The famous statement attributed to Lavrentiy Beria, Stalin’s secret police chief (“Show me the man and I’ll find you the crime”), is the paradigmatic example of what the rule of law is not.

Mark Meadows, Donald Trump’s chief of staff, was charged in Georgia with participation in a criminal enterprise. The prosecutor, Fani Willis, used the state’s imitation of the federal Racketeering and Corrupt Organization (RICO) Act. A Wall Street Journal story contrasts the Georgia indictments with the federal one for attempting to overturn the 2020 election (“The Curious Case of Mark Meadows, Told Through Two Indictments,” August 17, 2023):

The Georgia prosecution, however, is a racketeering case, with Trump charged as being at the center of a criminal enterprise. Under Georgia’s RICO law, Fulton County District Attorney Fani Willis has the power to cast a wider net and implicate any player—big or small—who took part in the alleged conspiracy. Any act that furthers the alleged enterprise, which could be as simple as making a phone call or sending an email, can place an individual in legal jeopardy if done to advance the conspiracy’s broader goals.

RICO is a very dangerous sort of law that was officially meant to go prosecute mafia bosses. If serious evidence exists that a mafia boss has committed a real crime, he should of course be prosecuted for that crime. Conspiring or attempting to commit a crime was always a crime, long before the invention of RICO in 1970. Standard law-and-economics theory explains this with simple incentives: if you try to steal $1 million and your probability of success is 0.5, your expected gain (not the net gain, of course) remains an attractive $500,000. Law-and-economics would also explain why delusion cannot be an excuse for a crime. (See David Friedman, Law’s Order: What Economics Has to Do with Law and Why It Matters [Princeton University Press, 2000].)

Contra RICO, the minion who just carried the mafia boss’s luggage should not be prosecuted—a fortiori if he was trying to restrain the boss from committing crimes, as Meadows may have done. This remains true if one believes that Trump was engaged in a criminal enterprise and trying to expand it. It would probably have been wise for his collaborators to jump ship earlier, as some did. On the other hand, it would have been very dangerous to have Trump running loose in the City of Command, as Bertrand de Jouvenel called the seat of the state. I note with the Wall Street Journal that the federal prosecutor, Jack Smith, did not use RICO nor prosecute Meadows. I think that my critique is consistent with the liberal conception of the rule of law as defended notably by Friedrich Hayek and James Buchanan.
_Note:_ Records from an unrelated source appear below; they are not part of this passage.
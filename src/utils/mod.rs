pub mod logging;
pub mod retry;

pub use logging::truncate_text;
pub use retry::retry_with_backoff;
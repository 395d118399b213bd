use std::collections::HashMap;
use std::sync::atomic::{AtomicUsize, Ordering};

use async_trait::async_trait;
use serde_json::Value as JsonValue;
use tokio::sync::RwLock;

use crate::error::AppResult;
use crate::storage::KeyValueStore;

/// 内存存储，进程退出即丢失
#[derive(Default)]
pub struct MemoryStore {
    entries: RwLock<HashMap<String, JsonValue>>,
    writes: AtomicUsize,
}

impl MemoryStore {
    pub fn new() -> Self {
        Self::default()
    }

    /// 累计写入次数（set + remove）
    pub fn write_count(&self) -> usize {
        self.writes.load(Ordering::SeqCst)
    }
}

#[async_trait]
impl KeyValueStore for MemoryStore {
    async fn get(&self, key: &str) -> AppResult<Option<JsonValue>> {
        Ok(self.entries.read().await.get(key).cloned())
    }

    async fn set(&self, key: &str, value: JsonValue) -> AppResult<()> {
        self.entries.write().await.insert(key.to_string(), value);
        self.writes.fetch_add(1, Ordering::SeqCst);
        Ok(())
    }

    async fn remove(&self, key: &str) -> AppResult<()> {
        self.entries.write().await.remove(key);
        self.writes.fetch_add(1, Ordering::SeqCst);
        Ok(())
    }
}
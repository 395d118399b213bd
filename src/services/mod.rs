//! 业务能力层（Services）
//!
//! 每个服务只描述"我能做什么"，不关心轮次和流程顺序。

pub mod attempt_cache;
pub mod candidate_service;
pub mod correction_journal;
pub mod grading_verifier;
pub mod strategy;
pub mod upload_deduper;

pub use attempt_cache::{AttemptCache, AttemptRecord};
pub use candidate_service::{Candidate, CandidateOutcome, CandidateService};
pub use correction_journal::{CorrectionJournal, JournalEntry};
pub use grading_verifier::{parse_snapshot, GradingVerifier};
pub use strategy::{select_strategy, Strategy};
pub use upload_deduper::{partition, UploadDeduper, UploadPlan};
//! 题目处理上下文
//!
//! 封装"我正在纠正哪份作业第几轮的哪道题"这一信息

use std::fmt::Display;

use crate::models::QuestionType;

/// 题目处理上下文
#[derive(Debug, Clone)]
pub struct QuestionCtx {
    /// 作业ID
    pub assignment_id: String,

    /// 当前轮次（从1开始，仅用于日志显示）
    pub round: u32,

    pub question_id: String,

    pub question_type: QuestionType,
}

impl QuestionCtx {
    pub fn new(
        assignment_id: impl Into<String>,
        round: u32,
        question_id: impl Into<String>,
        question_type: QuestionType,
    ) -> Self {
        Self {
            assignment_id: assignment_id.into(),
            round,
            question_id: question_id.into(),
            question_type,
        }
    }
}

impl Display for QuestionCtx {
    fn fmt(&self, f: &mut std::fmt::Formatter<'_>) -> std::fmt::Result {
        write!(
            f,
            "[作业 {} 第{}轮 题目 {}({})]",
            self.assignment_id, self.round, self.question_id, self.question_type
        )
    }
}
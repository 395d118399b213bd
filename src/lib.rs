//! # Question Correction
//!
//! 在线作业错题自动纠正引擎
//!
//! 给定一份已批改的作业，为错题生成新的候选答案、避免重复已知错误答案、
//! 通过平台批改结果校验，直到全部纠正或尝试次数用完；
//! 同时把新学到的答案去重后上传到共享题库。
//!
//! ## 架构设计
//!
//! 本系统采用分层架构：
//!
//! ### ① 外部协作方（Clients / Storage）
//! - `clients/` - 题库后端、平台批改、LLM、答案填充的 trait 与 HTTP 实现
//! - `storage/` - 键值存储（内存 / JSON 文件）
//!
//! ### ② 业务能力层（Services）
//! - `AttemptCache` - 已尝试答案缓存（TTL + 写入防抖）
//! - `select_strategy` - 策略选择（直接查询 / 排除法 / AI 排除 / 翻转）
//! - `CandidateService` - 生成不重复的候选答案
//! - `GradingVerifier` - 拉取并规范化批改结果
//! - `UploadDeduper` - 上传前批量查重
//!
//! ### ③ 流程层（Workflow）
//! - `QuestionCtx` - 上下文封装（作业 + 轮次 + 题目）
//! - `QuestionFlow` - 单题流程（生成 → 填充 → 记录）
//!
//! ### ④ 编排层（Orchestration）
//! - `CorrectionOrchestrator` - 多轮纠错（填充 → 等待 → 校验 → 重试）
//!
//! ## 使用示例
//!
//! ```no_run
//! # use std::sync::Arc;
//! # use question_correction::{Config, CorrectionOrchestrator};
//! # use question_correction::clients::AnswerApplier;
//! # async fn example(applier: Arc<dyn AnswerApplier>) -> question_correction::AppResult<()> {
//! let config = Config::from_env();
//! let orchestrator = CorrectionOrchestrator::build_from_config(&config, applier).await?;
//! let summary = orchestrator.run_correction("busywork-id", &config.correction).await?;
//! println!("{:?}: 纠正 {} 题", summary.outcome, summary.count(question_correction::Outcome::Success));
//! # Ok(())
//! # }
//! ```

pub mod clients;
pub mod config;
pub mod error;
pub mod models;
pub mod orchestrator;
pub mod services;
pub mod storage;
pub mod utils;
pub mod workflow;

// 重新导出常用类型
pub use config::{Config, CorrectionConfig};
pub use error::{AppError, AppResult};
pub use models::{
    normalize_answer, CorrectionSummary, Correctness, Fingerprint, Outcome, QuestionRecord,
    QuestionType,
};
pub use orchestrator::{Collaborators, CorrectionOrchestrator};
pub use services::{select_strategy, AttemptCache, Strategy};
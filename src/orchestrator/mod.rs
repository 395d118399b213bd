//! 编排层（Orchestration Layer）
//!
//! ## 职责
//!
//! 本层负责多轮纠错的调度，是整个系统的"指挥中心"。
//!
//! ## 层次关系
//!
//! ```text
//! correction_orchestrator (处理一份作业，多轮)
//!     ↓
//! workflow::QuestionFlow (处理单道错题的一次尝试)
//!     ↓
//! services (能力层：cache / strategy / candidate / verifier / deduper)
//!     ↓
//! clients + storage (外部协作方)
//! ```
//!
//! ## 设计原则
//!
//! 1. **依赖注入**：所有外部协作方通过 `Collaborators` 传入，便于测试
//! 2. **向下依赖**：编排层 → workflow → services → clients
//! 3. **无业务判断**：只做调度和统计，策略选择和去重都在能力层

pub mod correction_orchestrator;

pub use correction_orchestrator::{Collaborators, CorrectionOrchestrator};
A prosecutor naturally hopes to “flip” criminal accomplices into providing evidence lest their own crimes be more harshly punished. On the accomplices’ side, we meet what game theory calls the “prisoner’s dilemma.” This actually explains why complex conspiracies involving large groups of individuals are rare and rarely unpunished—why, for example, a complex conspiracy to overturn a US presidential election does not happen often. But a strict rule of law, not to mention civilized decency, would not incentivize prosecutors to round up all those who were standing around. With the proliferation of laws including RICO, everybody may be guilty of something. Show me the man…

In the case under consideration here, there is also a supreme irony, if not something like natural justice. In the 1980s, Rudolph Giuliani, who was a politically ambitious and immoral federal district attorney, used the federal RICO to wage a witch-hunt against New York financiers, sending many innocent men to prison and destroying many lives. He was too ignorant of political economy to suspect that the same sort of law could turn against him and, more worryingly, against future innocent individuals. It is all to the honor of the Wall Street Journal to have, at that time, defended many of the persecuted financiers.